Montag, 23. Mai 2011

Introduction to complex text layout

Complex text layout is, as the name says, a pretty complicated process. The term stands for various text transformations that need to be done to render scripts that require more than trivial codepoint-to-glyph mapping.

Generally, the following transformations are complex text layout:

  • BiDi. Many languages do not write from left to right, but from right to left (e.g. Hebrew). Usually, numbers are still written from left to right, though. Sometimes you need to mix right to left text into left to right text. When there's any mix between directions, and that can happen quite quickly, the text needs to be split up into so-called runs with the same direction, and rendered accordingly.

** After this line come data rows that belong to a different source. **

//! Per-run variable store.
//!
//! Names beginning with [`RESERVED_PREFIX`] belong to the interpreter's own
//! bookkeeping and are invisible to scripts: identifier resolution and
//! template interpolation skip them, and scripts cannot assign them.

use std::collections::{HashMap, HashSet};

use tracing::warn;

use super::value::Value;
use crate::error::EvalError;

/// Prefix marking interpreter bookkeeping entries.
pub const RESERVED_PREFIX: &str = "__";

/// Returns `true` for bookkeeping names.
pub fn is_reserved(name: &str) -> bool {
    name.starts_with(RESERVED_PREFIX)
}

/// Characters allowed in a variable name: ASCII letters, digits, `_`, `$`.
pub fn is_name_char(c: char) -> bool {
    c.is_ascii_alphanumeric() || c == '_' || c == '$'
}

/// Characters a variable name may start with.
pub fn is_name_start(c: char) -> bool {
    is_name_char(c) && !c.is_ascii_digit()
}

/// A declared type annotation (`let x: number = …`).
#[derive(Debug, Clone, PartialEq, Eq)]
pub enum DeclType {
    Number,
    String,
    Boolean,
    Null,
    Undefined,
    Any,
    /// An annotation VEIL does not know; values are stored unchanged.
    Other(String),
}

impl DeclType {
    pub fn parse(name: &str) -> Self {
        match name {
            "number" => DeclType::Number,
            "string" => DeclType::String,
            "boolean" | "bool" => DeclType::Boolean,
            "null" => DeclType::Null,
            "undefined" => DeclType::Undefined,
            "any" => DeclType::Any,
            other => DeclType::Other(other.to_owned()),
        }
    }

    /// Coerce `value` to this type where the conversion is decidable.
    pub fn coerce(&self, value: Value) -> Value {
        match self {
            DeclType::Number => Value::Number(value.as_number()),
            DeclType::String => match value {
                Value::Str(_) => value,
                other => Value::Str(other.to_string()),
            },
            DeclType::Boolean => Value::Bool(value.as_bool()),
            DeclType::Null => Value::Null,
            DeclType::Undefined => Value::Undefined,
            DeclType::Any | DeclType::Other(_) => value,
        }
    }
}

/// Variable store owned by one interpreter run.
#[derive(Debug, Default)]
pub struct VarStore {
    vars: HashMap<String, Value>,
    /// `__types`: declared annotation per variable.
    types: HashMap<String, DeclType>,
    /// `__consts`: names declared with `const`.
    consts: HashSet<String>,
}

impl VarStore {
    pub fn new() -> Self {
        Self::default()
    }

    /// Declare (or redeclare) a variable, returning the stored value.
    ///
    /// The value is coerced to `ty` when one is given.  Redeclaring a
    /// `const` is an error; redeclaring a `let` overwrites it.
    pub fn declare(
        &mut self,
        name: &str,
        value: Value,
        ty: Option<DeclType>,
        constant: bool,
    ) -> Result<Value, EvalError> {
        if is_reserved(name) {
            return Err(EvalError::Reserved(name.to_owned()));
        }
        if self.consts.contains(name) {
            return Err(EvalError::ConstAssignment(name.to_owned()));
        }
        let value = match &ty {
            Some(DeclType::Other(t)) => {
                warn!(variable = name, annotation = %t, "unknown type annotation; value stored as-is");
                value
            }
            Some(t) => t.coerce(value),
            None => value,
        };
        match ty {
            Some(t) => {
                self.types.insert(name.to_owned(), t);
            }
            None => {
                self.types.remove(name);
            }
        }
        if constant {
            self.consts.insert(name.to_owned());
        }
        self.vars.insert(name.to_owned(), value.clone());
        Ok(value)
    }

    /// Assign to an existing variable, coercing to its declared type.
    pub fn assign(&mut self, name: &str, value: Value) -> Result<Value, EvalError> {
        if is_reserved(name) {
            return Err(EvalError::Reserved(name.to_owned()));
        }
        if self.consts.contains(name) {
            return Err(EvalError::ConstAssignment(name.to_owned()));
        }
        let Some(slot) = self.vars.get_mut(name) else {
            return Err(EvalError::Undeclared(name.to_owned()));
        };
        let value = match self.types.get(name) {
            Some(t) => t.coerce(value),
            None => value,
        };
        *slot = value.clone();
        Ok(value)
    }

    /// Look up a user-visible variable.  Reserved names never resolve.
    pub fn lookup(&self, name: &str) -> Option<&Value> {
        if is_reserved(name) {
            return None;
        }
        self.vars.get(name)
    }

    /// The declared type of a variable, if it was annotated.
    pub fn declared_type(&self, name: &str) -> Option<&DeclType> {
        self.types.get(name)
    }

    pub fn is_const(&self, name: &str) -> bool {
        self.consts.contains(name)
    }

    /// Iterate over user variables (bookkeeping entries excluded).
    pub fn user_vars(&self) -> impl Iterator<Item = (&str, &Value)> {
        self.vars
            .iter()
            .filter(|(k, _)| !is_reserved(k))
            .map(|(k, v)| (k.as_str(), v))
    }

    pub fn len(&self) -> usize {
        self.vars.len()
    }

    pub fn is_empty(&self) -> bool {
        self.vars.is_empty()
    }

    pub fn clear(&mut self) {
        self.vars.clear();
        self.types.clear();
        self.consts.clear();
    }
}

// ── Tests ─────────────────────────────────────────────────────────────────────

Unicode specifies such an algorithm, the Unicode Bidirectional Algorithm.
  • Text shaping. Many scripts, especially cursive scripts (most importantly Arabic and derivatives) require contextual glyph substitutions. Depending on the position of a glyph inside a word, a certain variant needs to be used. Moreover, as it is a cursive script, the letters need to be repositioned so that they connect cleanly to each other. There are a lot more features referred to as shaping. Shaping requires runs of text with the same direction and script.
  • Line breaking. Mixing text direction, language and script complicates line breaking. Unicode specifies the Unicode Line Breaking Algorithm to deal with that.
According to that, a full complex text layout engine needs to do a lot of work.
  1. Split up text into runs according to style (font, size, decoration).
  2. Split up runs further according to text direction (depending on script and language).
  3. Shape runs that need it.
  4. Break lines.
Complete and easy to use cross-platform engines already exist and work well. One example is the popular Pango library. However, Pango only offers a very high-level API for the complete engine. It's not flexible enough for libass, which does a lot of rather low-level font manipulations, and it's said to be slow, while performance is critical for libass.

So there's no way around doing all steps yourself. Fortunately, stable libraries for all of the critical steps are available. I'm going to describe the plans for the libass implementation in the next posts.